▶ **Task instructions**
Pick the lines holding the string "editable" out of the records and copy them.
START Data provided
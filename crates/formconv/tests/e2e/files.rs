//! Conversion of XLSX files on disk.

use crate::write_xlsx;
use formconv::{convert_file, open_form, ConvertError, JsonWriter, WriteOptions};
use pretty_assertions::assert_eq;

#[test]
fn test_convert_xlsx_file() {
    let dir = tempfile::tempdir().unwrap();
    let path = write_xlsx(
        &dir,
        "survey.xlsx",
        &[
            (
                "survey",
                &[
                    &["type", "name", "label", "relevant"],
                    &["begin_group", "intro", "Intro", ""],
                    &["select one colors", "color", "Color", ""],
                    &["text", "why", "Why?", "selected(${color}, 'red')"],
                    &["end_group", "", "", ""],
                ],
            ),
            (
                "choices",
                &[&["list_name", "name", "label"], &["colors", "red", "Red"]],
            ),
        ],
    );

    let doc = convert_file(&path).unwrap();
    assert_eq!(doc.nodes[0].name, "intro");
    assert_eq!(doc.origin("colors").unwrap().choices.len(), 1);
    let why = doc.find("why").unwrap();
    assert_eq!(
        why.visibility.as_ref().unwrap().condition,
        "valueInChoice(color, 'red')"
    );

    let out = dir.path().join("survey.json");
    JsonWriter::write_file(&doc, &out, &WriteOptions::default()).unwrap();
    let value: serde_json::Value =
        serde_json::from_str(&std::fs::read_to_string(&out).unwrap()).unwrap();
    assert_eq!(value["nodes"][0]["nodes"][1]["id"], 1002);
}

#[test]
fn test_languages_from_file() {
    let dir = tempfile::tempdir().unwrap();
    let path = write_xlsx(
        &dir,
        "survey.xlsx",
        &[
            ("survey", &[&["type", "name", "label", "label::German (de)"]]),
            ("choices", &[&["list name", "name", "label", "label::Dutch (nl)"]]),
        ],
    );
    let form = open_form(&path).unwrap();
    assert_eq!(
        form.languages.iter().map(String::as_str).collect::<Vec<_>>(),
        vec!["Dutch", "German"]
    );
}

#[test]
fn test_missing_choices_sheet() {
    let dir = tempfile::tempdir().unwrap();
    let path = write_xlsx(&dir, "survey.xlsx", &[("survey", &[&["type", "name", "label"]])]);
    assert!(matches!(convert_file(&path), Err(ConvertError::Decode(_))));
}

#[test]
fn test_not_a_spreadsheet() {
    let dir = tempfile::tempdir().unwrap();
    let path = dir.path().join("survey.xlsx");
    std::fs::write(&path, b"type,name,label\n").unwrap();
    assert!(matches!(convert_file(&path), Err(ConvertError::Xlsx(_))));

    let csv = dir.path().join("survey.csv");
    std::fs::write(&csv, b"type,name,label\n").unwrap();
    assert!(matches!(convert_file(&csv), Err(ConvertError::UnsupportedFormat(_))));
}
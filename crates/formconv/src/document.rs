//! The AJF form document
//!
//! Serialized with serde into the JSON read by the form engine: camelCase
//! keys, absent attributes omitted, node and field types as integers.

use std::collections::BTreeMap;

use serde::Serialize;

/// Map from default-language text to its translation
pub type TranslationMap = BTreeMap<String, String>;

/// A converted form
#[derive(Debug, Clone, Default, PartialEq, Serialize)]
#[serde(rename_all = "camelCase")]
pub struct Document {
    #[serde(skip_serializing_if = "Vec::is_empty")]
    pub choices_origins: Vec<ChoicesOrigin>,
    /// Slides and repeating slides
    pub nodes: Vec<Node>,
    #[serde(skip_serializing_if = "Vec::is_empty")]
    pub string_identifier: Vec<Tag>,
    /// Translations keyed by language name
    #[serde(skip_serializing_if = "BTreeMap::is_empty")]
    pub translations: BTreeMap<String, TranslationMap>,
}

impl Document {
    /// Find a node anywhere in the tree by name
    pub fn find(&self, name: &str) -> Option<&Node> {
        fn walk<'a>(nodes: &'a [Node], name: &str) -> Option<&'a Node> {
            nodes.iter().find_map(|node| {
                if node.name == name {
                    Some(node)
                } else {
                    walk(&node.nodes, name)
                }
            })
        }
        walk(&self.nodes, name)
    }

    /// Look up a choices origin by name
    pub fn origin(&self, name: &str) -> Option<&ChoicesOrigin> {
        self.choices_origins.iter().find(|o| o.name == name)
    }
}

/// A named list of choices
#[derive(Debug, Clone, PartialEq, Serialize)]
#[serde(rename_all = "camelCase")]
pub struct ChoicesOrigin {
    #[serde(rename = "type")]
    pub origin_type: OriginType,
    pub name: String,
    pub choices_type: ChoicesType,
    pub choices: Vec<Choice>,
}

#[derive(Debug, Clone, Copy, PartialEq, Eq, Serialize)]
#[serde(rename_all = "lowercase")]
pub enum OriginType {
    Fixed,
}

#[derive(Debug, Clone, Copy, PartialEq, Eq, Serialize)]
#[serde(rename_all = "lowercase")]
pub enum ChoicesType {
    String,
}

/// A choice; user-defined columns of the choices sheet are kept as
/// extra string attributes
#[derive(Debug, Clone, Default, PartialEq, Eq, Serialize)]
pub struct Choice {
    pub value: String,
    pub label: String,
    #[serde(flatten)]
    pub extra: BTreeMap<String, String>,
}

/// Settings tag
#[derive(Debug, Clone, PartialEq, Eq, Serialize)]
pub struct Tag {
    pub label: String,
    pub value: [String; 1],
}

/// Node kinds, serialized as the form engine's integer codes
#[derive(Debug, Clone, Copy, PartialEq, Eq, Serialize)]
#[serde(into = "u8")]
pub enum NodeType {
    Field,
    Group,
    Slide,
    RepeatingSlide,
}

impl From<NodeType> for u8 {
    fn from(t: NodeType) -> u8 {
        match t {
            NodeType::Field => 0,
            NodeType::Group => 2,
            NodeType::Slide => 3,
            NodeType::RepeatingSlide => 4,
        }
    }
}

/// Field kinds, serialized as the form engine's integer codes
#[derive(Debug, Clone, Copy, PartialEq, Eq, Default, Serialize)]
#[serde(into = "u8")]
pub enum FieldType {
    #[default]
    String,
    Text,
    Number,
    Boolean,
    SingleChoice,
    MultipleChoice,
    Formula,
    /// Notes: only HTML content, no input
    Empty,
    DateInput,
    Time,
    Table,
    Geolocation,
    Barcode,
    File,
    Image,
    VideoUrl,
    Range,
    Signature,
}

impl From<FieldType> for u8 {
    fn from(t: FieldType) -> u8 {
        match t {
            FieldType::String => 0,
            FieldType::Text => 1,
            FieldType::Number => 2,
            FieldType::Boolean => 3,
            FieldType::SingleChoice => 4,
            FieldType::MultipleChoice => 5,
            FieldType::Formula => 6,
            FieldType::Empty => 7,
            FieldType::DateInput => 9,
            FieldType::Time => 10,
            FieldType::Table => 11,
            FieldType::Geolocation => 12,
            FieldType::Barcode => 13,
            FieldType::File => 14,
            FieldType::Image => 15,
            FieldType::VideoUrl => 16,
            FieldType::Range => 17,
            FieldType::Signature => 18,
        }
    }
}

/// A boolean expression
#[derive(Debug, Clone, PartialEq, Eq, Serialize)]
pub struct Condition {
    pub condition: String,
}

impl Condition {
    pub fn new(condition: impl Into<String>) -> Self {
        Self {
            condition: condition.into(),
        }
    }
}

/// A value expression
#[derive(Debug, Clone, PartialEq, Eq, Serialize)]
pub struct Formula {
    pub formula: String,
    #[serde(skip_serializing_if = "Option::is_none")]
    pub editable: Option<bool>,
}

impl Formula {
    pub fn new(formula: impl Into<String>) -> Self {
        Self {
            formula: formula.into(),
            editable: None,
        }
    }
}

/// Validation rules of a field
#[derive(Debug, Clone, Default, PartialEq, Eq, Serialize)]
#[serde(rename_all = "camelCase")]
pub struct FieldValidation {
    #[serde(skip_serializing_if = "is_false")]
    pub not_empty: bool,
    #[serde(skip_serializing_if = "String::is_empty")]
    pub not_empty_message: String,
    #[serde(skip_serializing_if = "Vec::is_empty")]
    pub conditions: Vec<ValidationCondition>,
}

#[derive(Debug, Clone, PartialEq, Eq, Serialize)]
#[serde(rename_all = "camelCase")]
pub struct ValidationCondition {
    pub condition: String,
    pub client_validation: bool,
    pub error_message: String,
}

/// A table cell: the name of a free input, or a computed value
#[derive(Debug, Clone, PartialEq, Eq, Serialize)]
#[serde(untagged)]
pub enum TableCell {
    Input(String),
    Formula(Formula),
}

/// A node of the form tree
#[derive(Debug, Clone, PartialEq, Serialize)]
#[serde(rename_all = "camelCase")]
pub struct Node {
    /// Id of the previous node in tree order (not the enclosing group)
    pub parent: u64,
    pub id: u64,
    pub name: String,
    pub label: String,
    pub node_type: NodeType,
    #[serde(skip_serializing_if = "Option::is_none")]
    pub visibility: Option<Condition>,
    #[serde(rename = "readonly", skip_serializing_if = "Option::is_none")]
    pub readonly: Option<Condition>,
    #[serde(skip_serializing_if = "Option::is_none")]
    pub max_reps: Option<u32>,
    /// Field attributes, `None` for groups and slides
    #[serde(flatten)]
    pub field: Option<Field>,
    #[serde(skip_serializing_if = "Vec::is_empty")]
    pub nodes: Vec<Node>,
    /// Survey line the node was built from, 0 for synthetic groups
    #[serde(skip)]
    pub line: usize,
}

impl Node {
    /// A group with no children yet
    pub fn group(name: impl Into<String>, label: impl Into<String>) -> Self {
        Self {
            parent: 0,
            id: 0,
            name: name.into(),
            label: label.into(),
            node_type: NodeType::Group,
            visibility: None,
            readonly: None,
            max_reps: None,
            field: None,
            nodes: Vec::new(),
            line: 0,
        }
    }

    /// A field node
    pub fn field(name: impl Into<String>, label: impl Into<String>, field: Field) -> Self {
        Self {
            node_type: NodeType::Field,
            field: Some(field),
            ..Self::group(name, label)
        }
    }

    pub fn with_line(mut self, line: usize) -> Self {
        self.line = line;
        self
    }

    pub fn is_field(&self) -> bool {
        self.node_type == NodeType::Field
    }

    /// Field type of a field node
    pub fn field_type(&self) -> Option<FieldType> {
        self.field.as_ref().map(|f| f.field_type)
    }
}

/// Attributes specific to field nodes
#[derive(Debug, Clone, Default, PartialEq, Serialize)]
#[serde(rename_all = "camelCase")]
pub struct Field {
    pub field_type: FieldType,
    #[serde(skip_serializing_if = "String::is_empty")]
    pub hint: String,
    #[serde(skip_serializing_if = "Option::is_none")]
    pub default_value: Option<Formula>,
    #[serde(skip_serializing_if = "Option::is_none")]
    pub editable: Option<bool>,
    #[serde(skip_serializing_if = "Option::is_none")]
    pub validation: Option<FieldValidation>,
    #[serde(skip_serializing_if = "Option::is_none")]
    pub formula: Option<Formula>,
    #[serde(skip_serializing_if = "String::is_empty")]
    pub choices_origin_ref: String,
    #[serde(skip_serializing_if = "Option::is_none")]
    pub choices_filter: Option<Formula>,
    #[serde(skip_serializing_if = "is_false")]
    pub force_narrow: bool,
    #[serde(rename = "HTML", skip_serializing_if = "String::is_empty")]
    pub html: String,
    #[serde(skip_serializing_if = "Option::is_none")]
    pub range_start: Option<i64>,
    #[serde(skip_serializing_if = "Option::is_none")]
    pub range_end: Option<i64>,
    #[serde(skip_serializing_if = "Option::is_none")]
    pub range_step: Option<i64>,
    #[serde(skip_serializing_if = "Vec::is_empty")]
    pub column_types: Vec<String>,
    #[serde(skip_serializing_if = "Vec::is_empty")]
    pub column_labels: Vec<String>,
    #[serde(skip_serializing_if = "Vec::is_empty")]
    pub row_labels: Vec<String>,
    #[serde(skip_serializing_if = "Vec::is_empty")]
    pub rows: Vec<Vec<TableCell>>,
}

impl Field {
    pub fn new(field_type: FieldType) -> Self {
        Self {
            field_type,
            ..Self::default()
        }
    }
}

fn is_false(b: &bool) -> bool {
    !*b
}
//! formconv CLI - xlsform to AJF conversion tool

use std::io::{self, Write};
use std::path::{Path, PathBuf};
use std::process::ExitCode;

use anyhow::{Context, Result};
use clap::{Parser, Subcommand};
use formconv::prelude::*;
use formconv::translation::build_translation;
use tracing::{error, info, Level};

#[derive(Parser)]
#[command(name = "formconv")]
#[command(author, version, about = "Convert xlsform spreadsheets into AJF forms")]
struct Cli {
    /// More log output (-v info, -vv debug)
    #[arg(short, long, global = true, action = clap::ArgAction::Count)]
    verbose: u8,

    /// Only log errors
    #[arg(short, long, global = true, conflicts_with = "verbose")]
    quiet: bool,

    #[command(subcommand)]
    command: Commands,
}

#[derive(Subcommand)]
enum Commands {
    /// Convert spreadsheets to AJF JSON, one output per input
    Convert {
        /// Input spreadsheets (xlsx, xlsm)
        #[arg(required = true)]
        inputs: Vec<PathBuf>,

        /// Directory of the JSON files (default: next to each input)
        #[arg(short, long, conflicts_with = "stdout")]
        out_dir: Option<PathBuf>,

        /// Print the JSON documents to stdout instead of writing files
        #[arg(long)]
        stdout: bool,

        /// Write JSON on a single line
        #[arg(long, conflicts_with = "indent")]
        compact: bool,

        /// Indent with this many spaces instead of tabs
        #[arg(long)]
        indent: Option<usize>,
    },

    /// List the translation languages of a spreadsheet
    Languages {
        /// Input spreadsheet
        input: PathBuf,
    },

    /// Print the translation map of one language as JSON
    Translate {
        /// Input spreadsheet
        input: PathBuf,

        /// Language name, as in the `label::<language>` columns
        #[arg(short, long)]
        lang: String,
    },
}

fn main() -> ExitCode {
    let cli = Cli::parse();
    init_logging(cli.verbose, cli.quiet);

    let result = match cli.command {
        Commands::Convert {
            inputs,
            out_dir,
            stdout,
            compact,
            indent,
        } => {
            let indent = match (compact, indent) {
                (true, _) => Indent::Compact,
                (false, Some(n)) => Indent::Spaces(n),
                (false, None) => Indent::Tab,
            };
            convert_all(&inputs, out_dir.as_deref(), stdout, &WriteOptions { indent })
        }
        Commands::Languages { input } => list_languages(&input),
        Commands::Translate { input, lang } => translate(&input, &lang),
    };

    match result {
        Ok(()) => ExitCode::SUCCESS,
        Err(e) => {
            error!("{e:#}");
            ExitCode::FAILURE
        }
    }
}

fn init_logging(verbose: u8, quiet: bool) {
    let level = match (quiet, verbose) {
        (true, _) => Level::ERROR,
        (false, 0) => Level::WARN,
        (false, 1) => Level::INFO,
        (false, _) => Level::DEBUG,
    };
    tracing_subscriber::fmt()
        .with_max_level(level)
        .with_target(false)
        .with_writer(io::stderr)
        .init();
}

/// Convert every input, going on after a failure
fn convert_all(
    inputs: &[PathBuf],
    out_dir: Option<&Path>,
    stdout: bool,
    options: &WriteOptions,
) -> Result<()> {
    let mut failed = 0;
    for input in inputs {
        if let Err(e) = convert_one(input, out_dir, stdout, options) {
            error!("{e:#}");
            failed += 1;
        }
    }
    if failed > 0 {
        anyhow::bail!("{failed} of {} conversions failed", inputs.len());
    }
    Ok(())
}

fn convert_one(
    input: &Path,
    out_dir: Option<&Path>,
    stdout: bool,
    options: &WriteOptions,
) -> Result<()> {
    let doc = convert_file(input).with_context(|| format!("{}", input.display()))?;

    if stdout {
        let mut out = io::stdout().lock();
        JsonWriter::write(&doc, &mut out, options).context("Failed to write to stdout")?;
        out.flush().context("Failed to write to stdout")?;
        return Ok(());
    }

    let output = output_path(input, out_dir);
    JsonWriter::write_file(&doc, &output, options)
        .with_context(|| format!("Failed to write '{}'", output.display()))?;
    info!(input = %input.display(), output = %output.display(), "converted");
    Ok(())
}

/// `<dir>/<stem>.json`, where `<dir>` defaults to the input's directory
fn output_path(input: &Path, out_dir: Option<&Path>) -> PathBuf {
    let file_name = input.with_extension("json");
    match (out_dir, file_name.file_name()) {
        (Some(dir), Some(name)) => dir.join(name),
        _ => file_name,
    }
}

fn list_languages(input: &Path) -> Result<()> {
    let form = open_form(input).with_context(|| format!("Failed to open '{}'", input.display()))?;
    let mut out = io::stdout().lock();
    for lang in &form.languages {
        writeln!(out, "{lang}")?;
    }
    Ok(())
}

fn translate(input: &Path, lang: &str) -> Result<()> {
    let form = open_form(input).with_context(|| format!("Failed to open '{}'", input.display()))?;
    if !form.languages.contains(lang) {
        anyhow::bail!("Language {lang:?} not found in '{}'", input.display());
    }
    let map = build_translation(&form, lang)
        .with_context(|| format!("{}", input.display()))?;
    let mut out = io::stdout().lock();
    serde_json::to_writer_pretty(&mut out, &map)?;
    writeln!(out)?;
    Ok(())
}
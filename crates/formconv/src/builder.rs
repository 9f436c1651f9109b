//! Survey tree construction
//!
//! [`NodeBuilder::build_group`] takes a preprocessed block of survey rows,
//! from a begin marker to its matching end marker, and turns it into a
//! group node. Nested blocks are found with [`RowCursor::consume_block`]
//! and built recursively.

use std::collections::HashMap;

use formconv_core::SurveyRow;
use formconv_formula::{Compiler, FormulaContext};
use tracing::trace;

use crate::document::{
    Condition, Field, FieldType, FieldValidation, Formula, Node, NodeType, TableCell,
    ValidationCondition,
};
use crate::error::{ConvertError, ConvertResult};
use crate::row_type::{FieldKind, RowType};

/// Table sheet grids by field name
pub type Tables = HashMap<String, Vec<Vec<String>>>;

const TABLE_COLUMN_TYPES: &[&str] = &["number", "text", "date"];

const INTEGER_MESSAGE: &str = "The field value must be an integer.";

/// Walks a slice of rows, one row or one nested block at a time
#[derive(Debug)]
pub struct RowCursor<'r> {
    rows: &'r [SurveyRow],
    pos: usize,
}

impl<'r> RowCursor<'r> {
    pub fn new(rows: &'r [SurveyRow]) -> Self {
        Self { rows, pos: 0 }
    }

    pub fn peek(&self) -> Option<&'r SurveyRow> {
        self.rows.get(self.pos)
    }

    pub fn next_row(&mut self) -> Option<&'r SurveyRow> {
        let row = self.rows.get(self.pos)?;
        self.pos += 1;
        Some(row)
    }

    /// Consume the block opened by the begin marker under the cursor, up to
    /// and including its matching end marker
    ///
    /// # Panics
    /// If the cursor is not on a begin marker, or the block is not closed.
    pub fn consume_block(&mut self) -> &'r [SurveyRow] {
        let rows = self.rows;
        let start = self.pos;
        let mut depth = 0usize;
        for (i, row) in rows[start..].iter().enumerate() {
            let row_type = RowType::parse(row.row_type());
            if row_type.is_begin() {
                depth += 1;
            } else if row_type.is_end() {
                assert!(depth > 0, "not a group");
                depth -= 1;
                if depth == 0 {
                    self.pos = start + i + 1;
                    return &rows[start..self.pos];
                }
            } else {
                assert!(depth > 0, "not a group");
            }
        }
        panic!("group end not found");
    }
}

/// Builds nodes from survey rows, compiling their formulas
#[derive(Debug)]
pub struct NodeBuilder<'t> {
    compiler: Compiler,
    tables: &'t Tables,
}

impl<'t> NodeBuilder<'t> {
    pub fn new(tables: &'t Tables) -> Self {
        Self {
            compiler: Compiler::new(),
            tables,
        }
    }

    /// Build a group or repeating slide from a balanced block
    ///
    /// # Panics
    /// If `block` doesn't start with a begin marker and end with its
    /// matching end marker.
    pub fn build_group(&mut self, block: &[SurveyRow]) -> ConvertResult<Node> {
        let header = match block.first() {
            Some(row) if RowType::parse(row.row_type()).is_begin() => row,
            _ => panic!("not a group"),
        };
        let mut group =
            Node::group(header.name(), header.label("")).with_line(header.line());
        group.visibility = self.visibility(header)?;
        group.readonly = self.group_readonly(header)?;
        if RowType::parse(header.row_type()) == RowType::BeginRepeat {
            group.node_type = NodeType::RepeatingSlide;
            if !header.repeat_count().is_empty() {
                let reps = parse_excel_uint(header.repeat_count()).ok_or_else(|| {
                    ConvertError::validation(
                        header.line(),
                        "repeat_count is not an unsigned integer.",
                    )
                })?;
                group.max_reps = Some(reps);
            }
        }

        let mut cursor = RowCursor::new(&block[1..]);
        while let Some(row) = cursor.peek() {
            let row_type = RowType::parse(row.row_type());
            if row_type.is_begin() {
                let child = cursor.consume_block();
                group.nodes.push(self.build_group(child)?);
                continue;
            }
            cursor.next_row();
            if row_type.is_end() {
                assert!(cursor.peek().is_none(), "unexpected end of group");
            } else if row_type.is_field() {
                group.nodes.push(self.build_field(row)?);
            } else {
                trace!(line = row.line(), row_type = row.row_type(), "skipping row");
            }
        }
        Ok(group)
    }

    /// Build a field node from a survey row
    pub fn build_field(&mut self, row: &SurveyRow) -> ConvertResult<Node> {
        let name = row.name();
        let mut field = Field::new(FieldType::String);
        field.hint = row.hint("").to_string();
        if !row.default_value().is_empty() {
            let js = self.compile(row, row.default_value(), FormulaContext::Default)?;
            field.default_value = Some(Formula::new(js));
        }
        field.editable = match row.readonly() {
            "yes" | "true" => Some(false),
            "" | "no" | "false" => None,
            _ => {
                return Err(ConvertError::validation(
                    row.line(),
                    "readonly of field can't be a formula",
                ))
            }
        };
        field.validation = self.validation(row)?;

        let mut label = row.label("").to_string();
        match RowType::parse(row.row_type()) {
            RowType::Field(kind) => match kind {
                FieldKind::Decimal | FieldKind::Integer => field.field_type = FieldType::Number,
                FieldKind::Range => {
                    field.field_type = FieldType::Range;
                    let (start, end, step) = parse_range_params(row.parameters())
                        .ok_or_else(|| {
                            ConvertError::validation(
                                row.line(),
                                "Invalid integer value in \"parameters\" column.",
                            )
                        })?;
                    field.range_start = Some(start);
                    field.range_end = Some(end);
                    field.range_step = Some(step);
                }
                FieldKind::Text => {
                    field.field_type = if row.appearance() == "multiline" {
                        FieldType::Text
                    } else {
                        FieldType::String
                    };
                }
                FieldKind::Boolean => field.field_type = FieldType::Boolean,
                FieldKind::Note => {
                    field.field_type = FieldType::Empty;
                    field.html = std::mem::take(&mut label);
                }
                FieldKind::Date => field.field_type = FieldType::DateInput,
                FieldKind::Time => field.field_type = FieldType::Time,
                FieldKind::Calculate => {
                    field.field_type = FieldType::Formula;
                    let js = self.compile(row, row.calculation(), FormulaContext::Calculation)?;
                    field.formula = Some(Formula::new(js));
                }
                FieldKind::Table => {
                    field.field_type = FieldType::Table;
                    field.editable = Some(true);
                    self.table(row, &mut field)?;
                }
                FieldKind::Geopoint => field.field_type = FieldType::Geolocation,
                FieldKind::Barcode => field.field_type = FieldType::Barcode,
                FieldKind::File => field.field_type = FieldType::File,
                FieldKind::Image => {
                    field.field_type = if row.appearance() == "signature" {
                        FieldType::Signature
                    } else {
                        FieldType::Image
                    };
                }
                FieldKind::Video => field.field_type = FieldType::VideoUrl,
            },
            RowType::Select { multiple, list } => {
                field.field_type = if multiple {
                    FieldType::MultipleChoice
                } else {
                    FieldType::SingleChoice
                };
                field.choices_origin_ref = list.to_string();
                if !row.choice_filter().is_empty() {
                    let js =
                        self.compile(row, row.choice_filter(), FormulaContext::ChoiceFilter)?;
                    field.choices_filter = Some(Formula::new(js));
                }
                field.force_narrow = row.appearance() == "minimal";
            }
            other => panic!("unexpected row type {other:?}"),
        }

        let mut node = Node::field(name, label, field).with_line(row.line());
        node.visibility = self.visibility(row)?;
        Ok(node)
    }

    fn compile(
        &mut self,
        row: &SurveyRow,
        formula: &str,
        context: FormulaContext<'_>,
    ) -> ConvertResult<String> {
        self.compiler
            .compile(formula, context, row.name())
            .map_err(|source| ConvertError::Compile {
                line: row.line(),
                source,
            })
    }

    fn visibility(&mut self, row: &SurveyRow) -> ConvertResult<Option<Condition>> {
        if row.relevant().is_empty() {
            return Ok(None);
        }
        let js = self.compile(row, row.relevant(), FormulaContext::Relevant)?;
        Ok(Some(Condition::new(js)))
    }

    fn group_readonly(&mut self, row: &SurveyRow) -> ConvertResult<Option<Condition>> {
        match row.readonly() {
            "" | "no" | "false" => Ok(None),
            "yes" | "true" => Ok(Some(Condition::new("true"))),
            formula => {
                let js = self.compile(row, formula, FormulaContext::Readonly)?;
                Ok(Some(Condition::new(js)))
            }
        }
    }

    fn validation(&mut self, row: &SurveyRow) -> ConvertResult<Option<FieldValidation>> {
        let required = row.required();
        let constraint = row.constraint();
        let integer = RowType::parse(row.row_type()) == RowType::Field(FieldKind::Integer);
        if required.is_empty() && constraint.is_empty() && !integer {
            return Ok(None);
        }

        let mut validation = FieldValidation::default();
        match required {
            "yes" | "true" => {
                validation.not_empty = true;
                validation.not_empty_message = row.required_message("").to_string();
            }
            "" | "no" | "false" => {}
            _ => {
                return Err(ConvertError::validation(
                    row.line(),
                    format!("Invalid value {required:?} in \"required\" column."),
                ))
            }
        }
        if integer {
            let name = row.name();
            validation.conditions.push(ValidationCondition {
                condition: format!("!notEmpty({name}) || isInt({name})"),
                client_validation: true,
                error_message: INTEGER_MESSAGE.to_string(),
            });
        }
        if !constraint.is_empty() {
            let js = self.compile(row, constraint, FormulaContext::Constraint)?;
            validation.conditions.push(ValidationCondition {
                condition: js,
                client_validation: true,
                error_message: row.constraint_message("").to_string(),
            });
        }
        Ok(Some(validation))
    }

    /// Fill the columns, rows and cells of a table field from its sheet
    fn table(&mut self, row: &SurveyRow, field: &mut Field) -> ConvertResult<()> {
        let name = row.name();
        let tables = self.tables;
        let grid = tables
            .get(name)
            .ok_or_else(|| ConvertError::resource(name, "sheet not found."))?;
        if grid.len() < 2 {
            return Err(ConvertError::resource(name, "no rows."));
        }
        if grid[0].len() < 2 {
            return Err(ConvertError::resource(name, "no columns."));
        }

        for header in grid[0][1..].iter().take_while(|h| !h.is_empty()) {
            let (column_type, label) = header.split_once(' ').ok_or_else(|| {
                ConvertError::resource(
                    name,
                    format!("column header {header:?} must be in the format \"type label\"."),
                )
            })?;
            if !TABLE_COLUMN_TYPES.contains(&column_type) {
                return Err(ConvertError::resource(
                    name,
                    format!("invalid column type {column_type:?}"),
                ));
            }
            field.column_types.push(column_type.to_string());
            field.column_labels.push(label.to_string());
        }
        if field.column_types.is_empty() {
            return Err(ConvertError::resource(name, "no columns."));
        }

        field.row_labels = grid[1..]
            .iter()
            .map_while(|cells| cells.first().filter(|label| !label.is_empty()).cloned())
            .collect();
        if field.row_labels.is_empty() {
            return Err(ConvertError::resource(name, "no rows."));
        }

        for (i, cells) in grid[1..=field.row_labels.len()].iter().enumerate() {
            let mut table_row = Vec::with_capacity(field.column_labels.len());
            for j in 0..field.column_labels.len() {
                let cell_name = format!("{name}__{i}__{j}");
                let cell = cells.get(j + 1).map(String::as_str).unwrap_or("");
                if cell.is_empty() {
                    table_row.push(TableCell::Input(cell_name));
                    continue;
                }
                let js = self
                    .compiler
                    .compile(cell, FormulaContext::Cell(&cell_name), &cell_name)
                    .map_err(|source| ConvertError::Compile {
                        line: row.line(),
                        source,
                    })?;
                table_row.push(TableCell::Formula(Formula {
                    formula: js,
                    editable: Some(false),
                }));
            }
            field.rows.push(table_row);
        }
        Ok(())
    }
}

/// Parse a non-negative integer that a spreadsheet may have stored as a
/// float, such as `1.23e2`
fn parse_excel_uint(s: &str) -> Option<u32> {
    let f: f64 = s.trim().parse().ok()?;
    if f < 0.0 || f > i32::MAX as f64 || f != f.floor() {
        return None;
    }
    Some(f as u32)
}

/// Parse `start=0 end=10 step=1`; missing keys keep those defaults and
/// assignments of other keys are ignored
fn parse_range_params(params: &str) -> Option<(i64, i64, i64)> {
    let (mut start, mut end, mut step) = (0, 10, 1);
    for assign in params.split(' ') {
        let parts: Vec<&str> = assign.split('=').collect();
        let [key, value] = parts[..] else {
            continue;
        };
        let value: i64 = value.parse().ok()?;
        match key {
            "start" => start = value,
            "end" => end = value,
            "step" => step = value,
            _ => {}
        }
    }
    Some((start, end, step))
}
END Data provided
▶ **Result of this exercise**
    pub editable: Option<bool>,
            editable: None,
    pub editable: Option<bool>,
        field.editable = match row.readonly() {
                    field.editable = Some(true);
                    editable: Some(false),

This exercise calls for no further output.